Shannon Fable: I have so many tips, but I’ll try to boil it down. This is my passion point. I think I go back, kind of the same conversation we were just having. Why are we not mentoring people? Why are we not building instructors? I think I alluded to it earlier. I think, unfortunately, the role of group fitness manager has become so mammoth in the last decade. Multiple studios. We’ve got lots of instructors that teach one class, two class, so they’re managing more people that are super, super part time that their jobs have gotten so overwhelming that they’ve run out of time to do what I think the fundamental job of a group fitness manager is. That is to communicate and connect with this group of instructors, mentor them, educate them, and turn them into a well-oiled machine that delivers a great product from class-to-class, time slot-to-time slot, format-to-format no matter who the person is at the front of the room.
We kind of lost that. I think we’re just running out of time, and we’re not well-compensated either, but that’s a whole other subject. I think making sure that you’re getting a team is the start of it all because the more well-functioning your group of instructors is, the more you’re freed up to do these other things we’re talking about. Number one way to build a team, redefine what team is. It doesn’t mean that we’re just cooperating with one another and making sure that classes are covered. A team understands each individual plays an extremely important part, but that we don’t get the job done if we don’t have every single player. I like to use the analogy, just like any kind of sports team, you can’t play a football match, or we use baseball since that’s universal. You can’t play a baseball game if you don’t have all of the positions represented on both sides of the ball.
I think sometimes we’re just grabbing people a la carte to fill in time slots that we forget to educate the rest of the team about, “Why did I choose you? What is your strength?
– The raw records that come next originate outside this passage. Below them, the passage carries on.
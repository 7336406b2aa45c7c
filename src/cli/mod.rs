// CLI Layer
// ユーザー入力の受付とコマンドルーティング

pub mod commands;

use clap::{Parser, Subcommand, ValueEnum};
use std::path::PathBuf;

/// 出力フォーマット
#[derive(Clone, Debug, Default, ValueEnum)]
pub enum OutputFormat {
    /// Human-readable text output (default)
    #[default]
    Text,
    /// Structured JSON output
    Json,
}

/// Schemadiff - Database Schema Comparison CLI
///
/// Parse schema definitions written in different formats into one canonical
/// representation and report their structural differences.
#[derive(Parser, Debug)]
#[command(name = "schemadiff")]
#[command(author = "Schemadiff Contributors")]
#[command(version = env!("CARGO_PKG_VERSION"))]
#[command(about = "Database schema comparison CLI tool")]
#[command(long_about = "Schemadiff - Database Schema Comparison CLI

Parse schema definitions written in different formats into one canonical
representation and report their structural differences.

Schemadiff helps you:
  • Compare a PostgreSQL DDL schema against a DBML schema
  • Spot columns, indexes and constraints missing on either side
  • Inspect the canonical representation of a single schema file

Supported formats: postgresql, dbml")]
#[command(propagate_version = true)]
#[command(after_help = "EXAMPLES:
  # Compare a DDL schema against a DBML schema
  schemadiff diff postgresql schema.sql dbml schema.dbml

  # Inspect the canonical representation of one file
  schemadiff parse dbml schema.dbml

For detailed help on each command, use: schemadiff <command> --help")]
pub struct Cli {
    /// Enable verbose output
    #[arg(short, long, global = true)]
    pub verbose: bool,

    /// Disable colored output
    #[arg(long, global = true)]
    pub no_color: bool,

    /// Output format (text or json)
    #[arg(id = "output_format", long = "format", global = true, value_enum, default_value = "text")]
    pub format: OutputFormat,

    /// Subcommand to execute
    #[command(subcommand)]
    pub command: Commands,
}

/// Available subcommands
#[derive(Subcommand, Debug)]
pub enum Commands {
    /// Compare two schema definition files
    ///
    /// Parses both inputs into the canonical schema representation and
    /// reports every table, column, index and constraint that is missing
    /// on one side or structurally different between the two.
    ///
    /// EXAMPLES:
    ///   schemadiff diff postgresql old.sql postgresql new.sql
    ///   schemadiff diff postgresql schema.sql dbml schema.dbml
    Diff {
        /// Format of the first schema file (postgresql, dbml)
        format1: String,

        /// Path to the first schema file
        file1: PathBuf,

        /// Format of the second schema file (postgresql, dbml)
        format2: String,

        /// Path to the second schema file
        file2: PathBuf,
    },

    /// Parse a schema definition file and print its canonical representation
    ///
    /// Useful for inspecting exactly what the comparison operates on.
    ///
    /// EXAMPLES:
    ///   schemadiff parse dbml schema.dbml
    ///   schemadiff parse postgresql schema.sql --format json
    Parse {
        /// Format of the schema file (postgresql, dbml)
        format: String,

        /// Path to the schema file
        file: PathBuf,
    },
}
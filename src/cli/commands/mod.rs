// コマンドハンドラー層
// 各CLIコマンドの実装

pub mod diff;
pub mod diff_formatter;
pub mod parse;
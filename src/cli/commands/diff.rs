// diffコマンドハンドラー
//
// スキーマ比較機能を実装します。
// - 2つのスキーマ定義ファイルの読み込みとパース
// - 正準スキーマ同士の構造比較
// - 差分レポートのフォーマットされた表示（テキスト / JSON）

use crate::adapters::schema_source::read_schema_source;
use crate::cli::commands::diff_formatter::DiffFormatter;
use crate::cli::OutputFormat;
use crate::services::parser_factory::{create_parser_for, SchemaParser};
use crate::services::schema_comparator::SchemaComparator;
use anyhow::{Context, Result};
use serde::Serialize;
use std::collections::BTreeMap;
use std::path::PathBuf;

/// diffコマンドの入力パラメータ
#[derive(Debug, Clone)]
pub struct DiffCommand {
    /// 1つ目のスキーマファイルのフォーマット識別子
    pub format1: String,
    /// 1つ目のスキーマファイルのパス
    pub file1: PathBuf,
    /// 2つ目のスキーマファイルのフォーマット識別子
    pub format2: String,
    /// 2つ目のスキーマファイルのパス
    pub file2: PathBuf,
    /// 出力フォーマット
    pub output: OutputFormat,
    /// 詳細出力フラグ
    pub verbose: bool,
}

/// JSON出力用の差分レポート
#[derive(Debug, Serialize)]
struct DiffReport {
    /// 両スキーマが等価かどうか
    equal: bool,
    /// 差分のマップ（ドット区切りパス -> 説明）
    differences: BTreeMap<String, String>,
}

/// diffコマンドハンドラー
#[derive(Debug, Clone)]
pub struct DiffCommandHandler {}

impl DiffCommandHandler {
    /// 新しいDiffCommandHandlerを作成
    pub fn new() -> Self {
        Self {}
    }

    /// diffコマンドを実行
    ///
    /// # Arguments
    ///
    /// * `command` - diffコマンドのパラメータ
    ///
    /// # Returns
    ///
    /// 成功時は差分レポート、失敗時はエラーメッセージ
    pub fn execute(&self, command: &DiffCommand) -> Result<String> {
        // フォーマット識別子はパース開始前に両方とも解決する
        // （未知のフォーマットは設定エラーとして即時に中断）
        let parser1 = create_parser_for(&command.format1)?;
        let parser2 = create_parser_for(&command.format2)?;

        let source1 = read_schema_source(&command.file1)?;
        let source2 = read_schema_source(&command.file2)?;

        let result1 = parser1
            .parse(&source1)
            .with_context(|| format!("Failed to parse schema file: {:?}", command.file1))?;
        let result2 = parser2
            .parse(&source2)
            .with_context(|| format!("Failed to parse schema file: {:?}", command.file2))?;

        if command.verbose {
            eprintln!(
                "Parsed {} table(s) from {:?}",
                result1.schema.table_count(),
                command.file1
            );
            eprintln!(
                "Parsed {} table(s) from {:?}",
                result2.schema.table_count(),
                command.file2
            );
        }

        let comparator = SchemaComparator::new();
        let diff = comparator.compare(&result1.schema, &result2.schema);

        let mut diagnostics = result1.diagnostics;
        diagnostics.extend(result2.diagnostics);

        match &command.output {
            OutputFormat::Text => Ok(DiffFormatter::format(&diff, &diagnostics)),
            OutputFormat::Json => {
                // JSONモードでは標準出力を機械可読に保ち、警告は標準エラーへ
                for diagnostic in &diagnostics {
                    eprintln!("{}", diagnostic.format());
                }

                let report = DiffReport {
                    equal: diff.is_empty(),
                    differences: diff.descriptions(),
                };
                Ok(serde_json::to_string_pretty(&report)?)
            }
        }
    }
}

impl Default for DiffCommandHandler {
    fn default() -> Self {
        Self::new()
    }
}
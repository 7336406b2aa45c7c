// parseコマンドハンドラー
//
// 単一のスキーマ定義ファイルをパースし、正準表現を表示します。
// 比較が何を対象に動作するのかを確認するためのデバッグ用途です。

use crate::adapters::schema_source::read_schema_source;
use crate::cli::OutputFormat;
use crate::services::parser_factory::{create_parser_for, SchemaParser};
use anyhow::{Context, Result};
use colored::Colorize;
use std::fmt::Write;
use std::path::PathBuf;

/// parseコマンドの入力パラメータ
#[derive(Debug, Clone)]
pub struct ParseCommand {
    /// スキーマファイルのフォーマット識別子
    pub format: String,
    /// スキーマファイルのパス
    pub file: PathBuf,
    /// 出力フォーマット
    pub output: OutputFormat,
    /// 詳細出力フラグ
    pub verbose: bool,
}

/// parseコマンドハンドラー
#[derive(Debug, Clone)]
pub struct ParseCommandHandler {}

impl ParseCommandHandler {
    /// 新しいParseCommandHandlerを作成
    pub fn new() -> Self {
        Self {}
    }

    /// parseコマンドを実行
    ///
    /// # Arguments
    ///
    /// * `command` - parseコマンドのパラメータ
    ///
    /// # Returns
    ///
    /// 成功時は正準スキーマの表現、失敗時はエラーメッセージ
    pub fn execute(&self, command: &ParseCommand) -> Result<String> {
        let parser = create_parser_for(&command.format)?;
        let source = read_schema_source(&command.file)?;

        let result = parser
            .parse(&source)
            .with_context(|| format!("Failed to parse schema file: {:?}", command.file))?;

        if command.verbose {
            eprintln!(
                "Parsed {} table(s) from {:?}",
                result.schema.table_count(),
                command.file
            );
        }

        let schema_json = serde_json::to_string_pretty(&result.schema)?;

        match &command.output {
            OutputFormat::Text => {
                let mut output = String::new();
                output.push_str("=== Canonical Schema ===\n\n");
                let _ = writeln!(
                    output,
                    "{} table(s) parsed from {:?}.\n",
                    result.schema.table_count(),
                    command.file
                );
                output.push_str(&schema_json);
                output.push('\n');

                if !result.diagnostics.is_empty() {
                    let _ = writeln!(
                        output,
                        "\n⚠️  {} fragment(s) skipped during parsing:\n",
                        result.diagnostics.len()
                    );
                    for diagnostic in &result.diagnostics {
                        let _ = writeln!(output, "  {}", diagnostic.format().yellow());
                    }
                }

                Ok(output)
            }
            OutputFormat::Json => {
                // JSONモードでは標準出力を機械可読に保ち、警告は標準エラーへ
                for diagnostic in &result.diagnostics {
                    eprintln!("{}", diagnostic.format());
                }
                Ok(schema_json)
            }
        }
    }
}

impl Default for ParseCommandHandler {
    fn default() -> Self {
        Self::new()
    }
}
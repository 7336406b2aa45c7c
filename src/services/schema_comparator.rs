// スキーマ比較サービス
//
// 2つの正準スキーマを構造的に比較し、差分レポートを生成するサービス。
// 純粋な読み取り専用の処理であり、失敗することはありません。
// 片側にしか存在しない要素は差分として報告されます（エラーではありません）。

use crate::core::schema::{Schema, Table};
use crate::core::schema_diff::{Difference, SchemaDiff};

/// スキーマ比較サービス
#[derive(Debug, Clone)]
pub struct SchemaComparator {}

impl SchemaComparator {
    /// 新しいSchemaComparatorを作成
    pub fn new() -> Self {
        Self {}
    }

    /// 2つのスキーマを比較して差分レポートを生成
    ///
    /// # Arguments
    ///
    /// * `a` - 比較元のスキーマ
    /// * `b` - 比較先のスキーマ
    ///
    /// # Returns
    ///
    /// 差分レポート。空であれば両スキーマは等価です。
    /// キーは `<テーブル名>` または `<テーブル名>.<メンバー名>`、
    /// 値は方向付きの固定語彙（"missing in a" / "missing in b" / "differs"）です。
    pub fn compare(&self, a: &Schema, b: &Schema) -> SchemaDiff {
        let mut diff = SchemaDiff::new();

        // a のテーブルを基準に比較
        for (table_name, table_a) in &a.tables {
            match b.tables.get(table_name) {
                Some(table_b) => self.compare_tables(table_name, table_a, table_b, &mut diff),
                None => diff.record(table_name.clone(), Difference::MissingInB),
            }
        }

        // b にのみ存在するテーブル
        for table_name in b.tables.keys() {
            if !a.tables.contains_key(table_name) {
                diff.record(table_name.clone(), Difference::MissingInA);
            }
        }

        diff
    }

    /// テーブル内のメンバー（カラム、インデックス、制約）を比較
    ///
    /// フィールド単位の厳密な構造的等価で判定します。
    /// 型文字列の大文字小文字や空白の正規化は行いません。
    fn compare_tables(
        &self,
        table_name: &str,
        table_a: &Table,
        table_b: &Table,
        diff: &mut SchemaDiff,
    ) {
        // カラムの比較
        for (column_name, column_a) in &table_a.columns {
            match table_b.columns.get(column_name) {
                Some(column_b) if column_a == column_b => {}
                Some(_) => diff.record(
                    format!("{}.{}", table_name, column_name),
                    Difference::Differs,
                ),
                None => diff.record(
                    format!("{}.{}", table_name, column_name),
                    Difference::MissingInB,
                ),
            }
        }

        // インデックスの比較
        for (index_name, index_a) in &table_a.indexes {
            match table_b.indexes.get(index_name) {
                Some(index_b) if index_a == index_b => {}
                Some(_) => diff.record(
                    format!("{}.{}", table_name, index_name),
                    Difference::Differs,
                ),
                None => diff.record(
                    format!("{}.{}", table_name, index_name),
                    Difference::MissingInB,
                ),
            }
        }

        // 制約の比較
        for (constraint_name, constraint_a) in &table_a.constraints {
            match table_b.constraints.get(constraint_name) {
                Some(constraint_b) if constraint_a == constraint_b => {}
                Some(_) => diff.record(
                    format!("{}.{}", table_name, constraint_name),
                    Difference::Differs,
                ),
                None => diff.record(
                    format!("{}.{}", table_name, constraint_name),
                    Difference::MissingInB,
                ),
            }
        }
    }
}

impl Default for SchemaComparator {
    fn default() -> Self {
        Self::new()
    }
}
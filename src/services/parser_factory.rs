// パーサーファクトリー
//
// フォーマット識別子文字列から対応するスキーマパーサーを選択します。
// パーサーの共有契約 (SchemaParser トレイト) と
// パース結果の集約型 (ParseResult) もここで定義します。

use crate::core::error::{FormatError, ParseDiagnostic, ParseError};
use crate::core::schema::Schema;
use crate::services::dbml_parser::DbmlParser;
use crate::services::postgresql_parser::PostgresqlParser;
use std::fmt;
use std::str::FromStr;

/// パース結果
///
/// 構築されたスキーマと、スキップされた断片の診断情報を保持します。
#[derive(Debug, Clone)]
pub struct ParseResult {
    /// 構築されたスキーマ
    pub schema: Schema,
    /// 診断情報のリスト
    pub diagnostics: Vec<ParseDiagnostic>,
}

impl ParseResult {
    /// 新しいパース結果を作成
    pub fn new(schema: Schema) -> Self {
        Self {
            schema,
            diagnostics: Vec::new(),
        }
    }

    /// 診断を追加
    pub fn add_diagnostic(&mut self, diagnostic: ParseDiagnostic) {
        self.diagnostics.push(diagnostic);
    }

    /// 診断なしでパースが完了したかどうか
    pub fn is_clean(&self) -> bool {
        self.diagnostics.is_empty()
    }

    /// 診断の数を取得
    pub fn diagnostic_count(&self) -> usize {
        self.diagnostics.len()
    }
}

/// スキーマパーサーの共有契約
///
/// ソーステキストから正準スキーマを構築します。決定的であり、
/// 同一の入力テキストは常に深い等価のスキーマを返します。
/// パースはベストエフォートです: 構造的に壊れたテーブル/ブロックや
/// 不正な句は診断としてスキップされ、残りの処理は継続します。
/// 1つもテーブルを抽出できなかった場合も空のスキーマが返されます。
pub trait SchemaParser {
    /// ソーステキストをパースして正準スキーマを構築
    fn parse(&self, source: &str) -> Result<ParseResult, ParseError>;
}

/// スキーマフォーマット
///
/// サポートされる入力フォーマットの固定列挙です。
#[derive(Debug, Clone, Copy, PartialEq, Eq)]
pub enum SchemaFormat {
    /// PostgreSQL DDL (`CREATE TABLE` サブセット)
    Postgresql,
    /// DBML (`Table "name" { ... }` サブセット)
    Dbml,
}

impl SchemaFormat {
    /// フォーマット識別子を取得
    pub fn as_str(&self) -> &'static str {
        match self {
            SchemaFormat::Postgresql => "postgresql",
            SchemaFormat::Dbml => "dbml",
        }
    }
}

impl FromStr for SchemaFormat {
    type Err = FormatError;

    fn from_str(s: &str) -> Result<Self, Self::Err> {
        match s {
            "postgresql" => Ok(SchemaFormat::Postgresql),
            "dbml" => Ok(SchemaFormat::Dbml),
            other => Err(FormatError::new(other.to_string())),
        }
    }
}

impl fmt::Display for SchemaFormat {
    fn fmt(&self, f: &mut fmt::Formatter<'_>) -> fmt::Result {
        write!(f, "{}", self.as_str())
    }
}

/// 指定されたフォーマットのパーサーを作成
pub fn create_parser(format: SchemaFormat) -> Box<dyn SchemaParser> {
    match format {
        SchemaFormat::Postgresql => Box::new(PostgresqlParser::new()),
        SchemaFormat::Dbml => Box::new(DbmlParser::new()),
    }
}

/// フォーマット識別子文字列からパーサーを作成
///
/// # Errors
///
/// 未知の識別子の場合は `FormatError` を返します。
pub fn create_parser_for(format: &str) -> Result<Box<dyn SchemaParser>, FormatError> {
    let format = SchemaFormat::from_str(format)?;
    Ok(create_parser(format))
}

#[cfg(test)]
mod tests {
    use super::*;

    #[test]
    fn test_format_from_str() {
        assert_eq!(
            "postgresql".parse::<SchemaFormat>().unwrap(),
            SchemaFormat::Postgresql
        );
        assert_eq!("dbml".parse::<SchemaFormat>().unwrap(), SchemaFormat::Dbml);
    }

    #[test]
    fn test_format_from_str_rejects_unknown() {
        let error = "yaml".parse::<SchemaFormat>().unwrap_err();
        assert_eq!(error.format, "yaml");

        // 大文字・別名は受け付けない
        assert!("PostgreSQL".parse::<SchemaFormat>().is_err());
        assert!("postgres".parse::<SchemaFormat>().is_err());
    }

    #[test]
    fn test_create_parser_for_known_formats() {
        assert!(create_parser_for("postgresql").is_ok());
        assert!(create_parser_for("dbml").is_ok());
        assert!(create_parser_for("mysql").is_err());
    }

    #[test]
    fn test_parse_result_diagnostics() {
        use crate::core::error::ParseDiagnostic;
        use crate::core::schema::Schema;

        let mut result = ParseResult::new(Schema::new());
        assert!(result.is_clean());

        result.add_diagnostic(ParseDiagnostic::skipped_statement(
            "Failed to extract table name".to_string(),
        ));

        assert!(!result.is_clean());
        assert_eq!(result.diagnostic_count(), 1);
    }
}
What are you bringing to the table?” Then letting you know the strengths of all of the other people on your team. It starts with that common understanding. How do you do that when your team, like your 6:00 A.M. instructor may never, ever meet your 6:00 P.M. instructor unless you somehow magically can get them there on a Sunday every three to four months for a potluck, right?
Chantal Brodrick: Mm-hmm (affirmative).
Shannon Fable: How can you be a team if you don’t see one another? We’ve got to learn how to lean into electronic communication and not just emailing each other to make sure that the stereo is locked up and if the mic is on the fritz, you know what to do and define subs. We need to have places that are secure and private and two-way communication, where all the inputs and outputs are going in one place and out one place, where it’s not just business but you can also get the pleasure side. That’s how well-functioning teams happen in the corporate world. You’ve got the water cooler, but then you’ve also got your project meetings and then everyone has their cubes that they go back to and they do their work. We need to figure out how to foster that electronically because it’s never going to happen live and we can’t force it to happen live.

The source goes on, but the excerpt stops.